Was ist dein persönliches Ziel für die kommende Spielzeit? Rechnet man es hoch, hast du die vergangenen vier Jahre ja keine richtige Saison mehr gehabt.

Ja, das auf jeden Fall. Das war damals auch das Ziel, als ich wieder zurückgekehrt bin. Ich habe gesagt, ich möchte mal eine ganze, volle Season haben. Aber ja, seit 2019 habe ich eigentlich keine ganze Season mehr gespielt und habe immer so ein bisschen kämpfen müssen für die paar Plays, die ich bekommen habe – bei den Giants natürlich drei Jahre lang. Und jetzt letztes Jahr habe ich eigentlich nicht wirklich mehr gespielt muss man sagen – eigentlich fast weniger.

Mein Ziel ist es hauptsächlich zu zeigen, dass ich von der Verletzung, wie ich sie jetzt gehabt habe, zurückkommen kann. Ich will beweisen, dass ich nochmal auf einem ähnlichen Level spielen kann wie zuvor – oder sogar besser, who knows.
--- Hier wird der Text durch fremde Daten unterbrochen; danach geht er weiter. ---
//! Handler registry for dispatching inbound requests.
//!
//! Request handlers are keyed by B2B message type; handlers for traffic on
//! other HDLC addresses (such as the network tunnel) are keyed by address.
//!
//! # Example
//!
//! ```
//! use b2b_link::codec::{GetStatus, ParamRequest};
//! use b2b_link::handler::HandlerRegistry;
//! use b2b_link::protocol::MessageType;
//!
//! let mut registry = HandlerRegistry::new();
//!
//! registry.register(MessageType::GetReq, |req: ParamRequest, ctx| async move {
//!     ctx.respond_get(GetStatus::NotSupported, req.reading_type, &[]).await
//! });
//!
//! assert!(registry.has_handler(MessageType::GetReq.as_u16()));
//! ```

use std::collections::HashMap;
use std::future::Future;
use std::marker::PhantomData;
use std::pin::Pin;

use bytes::Bytes;

use super::RequestContext;
use crate::codec::{ParamRequest, TimeSet};
use crate::error::{B2bError, Result};
use crate::protocol::MessageType;

/// Result type for handler functions.
pub type HandlerResult = Result<()>;

/// Boxed future for handler results.
pub type BoxFuture<'a, T> = Pin<Box<dyn Future<Output = T> + Send + 'a>>;

/// Trait for handler functions.
pub trait Handler: Send + Sync + 'static {
    /// Handle a request with the raw body bytes.
    fn call(&self, body: Bytes, ctx: RequestContext) -> BoxFuture<'static, HandlerResult>;
}

/// Message bodies a handler can take as its first argument.
pub trait FromBody: Sized + Send + 'static {
    /// Decode the body that followed the packet header.
    fn from_body(body: Bytes) -> Result<Self>;
}

impl FromBody for () {
    fn from_body(_body: Bytes) -> Result<Self> {
        Ok(())
    }
}

impl FromBody for Bytes {
    fn from_body(body: Bytes) -> Result<Self> {
        Ok(body)
    }
}

impl FromBody for ParamRequest {
    fn from_body(body: Bytes) -> Result<Self> {
        ParamRequest::decode(body)
    }
}

impl FromBody for TimeSet {
    fn from_body(body: Bytes) -> Result<Self> {
        TimeSet::decode(&body).ok_or_else(|| {
            B2bError::Protocol(format!("Time body too short: {} bytes", body.len()))
        })
    }
}

/// Wrapper that decodes the body before calling the handler.
pub struct TypedHandler<F, T, Fut>
where
    F: Fn(T, RequestContext) -> Fut + Send + Sync + 'static,
    T: FromBody,
    Fut: Future<Output = HandlerResult> + Send + 'static,
{
    handler: F,
    _phantom: PhantomData<fn(T) -> Fut>,
}

impl<F, T, Fut> TypedHandler<F, T, Fut>
where
    F: Fn(T, RequestContext) -> Fut + Send + Sync + 'static,
    T: FromBody,
    Fut: Future<Output = HandlerResult> + Send + 'static,
{
    /// Create a new typed handler.
    pub fn new(handler: F) -> Self {
        Self {
            handler,
            _phantom: PhantomData,
        }
    }
}

impl<F, T, Fut> Handler for TypedHandler<F, T, Fut>
where
    F: Fn(T, RequestContext) -> Fut + Send + Sync + 'static,
    T: FromBody,
    Fut: Future<Output = HandlerResult> + Send + 'static,
{
    fn call(&self, body: Bytes, ctx: RequestContext) -> BoxFuture<'static, HandlerResult> {
        let parsed = match T::from_body(body) {
            Ok(v) => v,
            Err(e) => return Box::pin(async move { Err(e) }),
        };

        Box::pin((self.handler)(parsed, ctx))
    }
}

/// Registry mapping message types and addresses to handlers.
#[derive(Default)]
pub struct HandlerRegistry {
    /// Request handlers by raw message type.
    requests: HashMap<u16, Box<dyn Handler>>,
    /// Handlers for frames on addresses other than the B2B address.
    non_b2b: HashMap<u8, Box<dyn Handler>>,
}

impl HandlerRegistry {
    /// Create a new empty registry.
    pub fn new() -> Self {
        Self::default()
    }

    /// Register a handler for a request message type.
    ///
    /// Replaces any handler already registered for `kind`. Response types
    /// are routed to the correlator and never reach the registry.
    pub fn register<F, T, Fut>(&mut self, kind: MessageType, handler: F)
    where
        F: Fn(T, RequestContext) -> Fut + Send + Sync + 'static,
        T: FromBody,
        Fut: Future<Output = HandlerResult> + Send + 'static,
    {
        if kind.is_response() {
            tracing::warn!("Handler for response type {:?} will never be called", kind);
        }
        self.requests
            .insert(kind.as_u16(), Box::new(TypedHandler::new(handler)));
    }

    /// Register a handler for raw frames received on `address`.
    ///
    /// The handler receives the whole information field.
    pub fn register_non_b2b<F, Fut>(&mut self, address: u8, handler: F)
    where
        F: Fn(Bytes, RequestContext) -> Fut + Send + Sync + 'static,
        Fut: Future<Output = HandlerResult> + Send + 'static,
    {
        self.non_b2b
            .insert(address, Box::new(TypedHandler::new(handler)));
    }

    /// Check if a handler exists for a raw message type.
    pub fn has_handler(&self, message_type: u16) -> bool {
        self.requests.contains_key(&message_type)
    }

    /// Check if a handler exists for an HDLC address.
    pub fn has_non_b2b_handler(&self, address: u8) -> bool {
        self.non_b2b.contains_key(&address)
    }

    /// Get a request handler by raw message type.
    pub fn get_handler(&self, message_type: u16) -> Option<&dyn Handler> {
        self.requests.get(&message_type).map(|h| h.as_ref())
    }

    /// Number of registered request handlers.
    pub fn len(&self) -> usize {
        self.requests.len()
    }

    /// Check if no request handlers are registered.
    pub fn is_empty(&self) -> bool {
        self.requests.is_empty()
    }

    /// Dispatch a request body to the handler for its message type.
    pub async fn dispatch(&self, message_type: u16, body: Bytes, ctx: RequestContext) -> Result<()> {
        let handler = self
            .get_handler(message_type)
            .ok_or(B2bError::HandlerNotFound(message_type))?;

        handler.call(body, ctx).await
    }

    /// Dispatch a non-B2B frame to the handler for its address.
    pub async fn dispatch_non_b2b(&self, address: u8, data: Bytes, ctx: RequestContext) -> Result<()> {
        let handler = self.non_b2b.get(&address).ok_or_else(|| {
            B2bError::Protocol(format!("No handler for HDLC address {}", address))
        })?;

        handler.call(data, ctx).await
    }
}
Also mein Hauptziel wird sein, einfach zu zeigen, dass das geht. Und mein Nebenziel wird dann sein, so gut wie möglich im Zuge dessen zu spielen und mit dem Team so weit zu kommen, wie es geht.

Ende des Interviews

Auch wenn in Europa die Sportart American Football nun immer professioneller betrieben wird, verdienen die Top-Athleten hierzulande keine Millionen an Euros. Nicht so wie in Übersee. Das ist auch Platzgummer bewusst. Mit seinem Wechsel nach Frankfurt zeigt er, dass man sich trotz der Liebe zum Sport für das restliche Leben absichern muss.